Every entry in this listing should be written out exactly.

--------

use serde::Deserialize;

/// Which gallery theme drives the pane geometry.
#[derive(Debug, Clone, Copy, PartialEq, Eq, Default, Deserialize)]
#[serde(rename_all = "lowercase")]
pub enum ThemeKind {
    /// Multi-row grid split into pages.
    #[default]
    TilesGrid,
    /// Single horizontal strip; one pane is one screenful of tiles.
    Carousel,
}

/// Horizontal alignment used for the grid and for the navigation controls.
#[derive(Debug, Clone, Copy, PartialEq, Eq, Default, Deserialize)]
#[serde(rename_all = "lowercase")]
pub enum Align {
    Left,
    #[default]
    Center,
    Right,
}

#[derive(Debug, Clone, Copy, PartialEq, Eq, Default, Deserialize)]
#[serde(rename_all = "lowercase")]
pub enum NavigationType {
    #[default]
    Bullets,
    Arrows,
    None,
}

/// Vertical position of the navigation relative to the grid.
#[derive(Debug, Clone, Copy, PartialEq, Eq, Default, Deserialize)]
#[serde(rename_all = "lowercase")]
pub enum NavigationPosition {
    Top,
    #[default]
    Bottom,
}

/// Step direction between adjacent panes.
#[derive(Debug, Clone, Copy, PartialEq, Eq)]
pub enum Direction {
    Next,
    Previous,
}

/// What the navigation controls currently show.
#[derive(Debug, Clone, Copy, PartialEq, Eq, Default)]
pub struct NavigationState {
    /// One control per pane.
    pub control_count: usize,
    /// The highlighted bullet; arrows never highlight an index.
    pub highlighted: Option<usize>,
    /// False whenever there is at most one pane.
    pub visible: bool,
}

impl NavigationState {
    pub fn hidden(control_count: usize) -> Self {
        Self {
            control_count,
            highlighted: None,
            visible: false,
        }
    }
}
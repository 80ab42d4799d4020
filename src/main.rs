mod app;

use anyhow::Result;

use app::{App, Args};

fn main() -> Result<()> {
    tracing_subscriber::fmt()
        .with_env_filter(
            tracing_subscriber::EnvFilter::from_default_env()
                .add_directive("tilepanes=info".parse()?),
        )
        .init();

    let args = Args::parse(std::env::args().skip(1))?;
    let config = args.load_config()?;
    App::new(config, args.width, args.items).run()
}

--------

### WRITTEN SOLUTION
use serde::Deserialize;

/// Which gallery theme drives the pane geometry.
#[derive(Debug, Clone, Copy, PartialEq, Eq, Default, Deserialize)]
#[serde(rename_all = "lowercase")]
pub enum ThemeKind {
    /// Multi-row grid split into pages.
    #[default]
    TilesGrid,
    /// Single horizontal strip; one pane is one screenful of tiles.
    Carousel,
}

/// Horizontal alignment used for the grid and for the navigation controls.
#[derive(Debug, Clone, Copy, PartialEq, Eq, Default, Deserialize)]
#[serde(rename_all = "lowercase")]
pub enum Align {
    Left,
    #[default]
    Center,
    Right,
}

#[derive(Debug, Clone, Copy, PartialEq, Eq, Default, Deserialize)]
#[serde(rename_all = "lowercase")]
pub enum NavigationType {
    #[default]
    Bullets,
    Arrows,
    None,
}

/// Vertical position of the navigation relative to the grid.
#[derive(Debug, Clone, Copy, PartialEq, Eq, Default, Deserialize)]
#[serde(rename_all = "lowercase")]
pub enum NavigationPosition {
    Top,
    #[default]
    Bottom,
}

/// Step direction between adjacent panes.
#[derive(Debug, Clone, Copy, PartialEq, Eq)]
pub enum Direction {
    Next,
    Previous,
}

/// What the navigation controls currently show.
#[derive(Debug, Clone, Copy, PartialEq, Eq, Default)]
pub struct NavigationState {
    /// One control per pane.
    pub control_count: usize,
    /// The highlighted bullet; arrows never highlight an index.
    pub highlighted: Option<usize>,
    /// False whenever there is at most one pane.
    pub visible: bool,
}

impl NavigationState {
    pub fn hidden(control_count: usize) -> Self {
        Self {
            control_count,
            highlighted: None,
            visible: false,
        }
    }
}
repository 80ab42d4799d4020
filename src/main.rs
mod app;

use anyhow::Result;

use app::{App, Args};

fn main() -> Result<()> {
    tracing_subscriber::fmt()
        .with_env_filter(
            tracing_subscriber::EnvFilter::from_default_env()
                .add_directive("tilepanes=info".parse()?),
        )
        .init();

    let args = Args::parse(std::env::args().skip(1))?;
    let config = args.load_config()?;
    App::new(config, args.width, args.items).run()
}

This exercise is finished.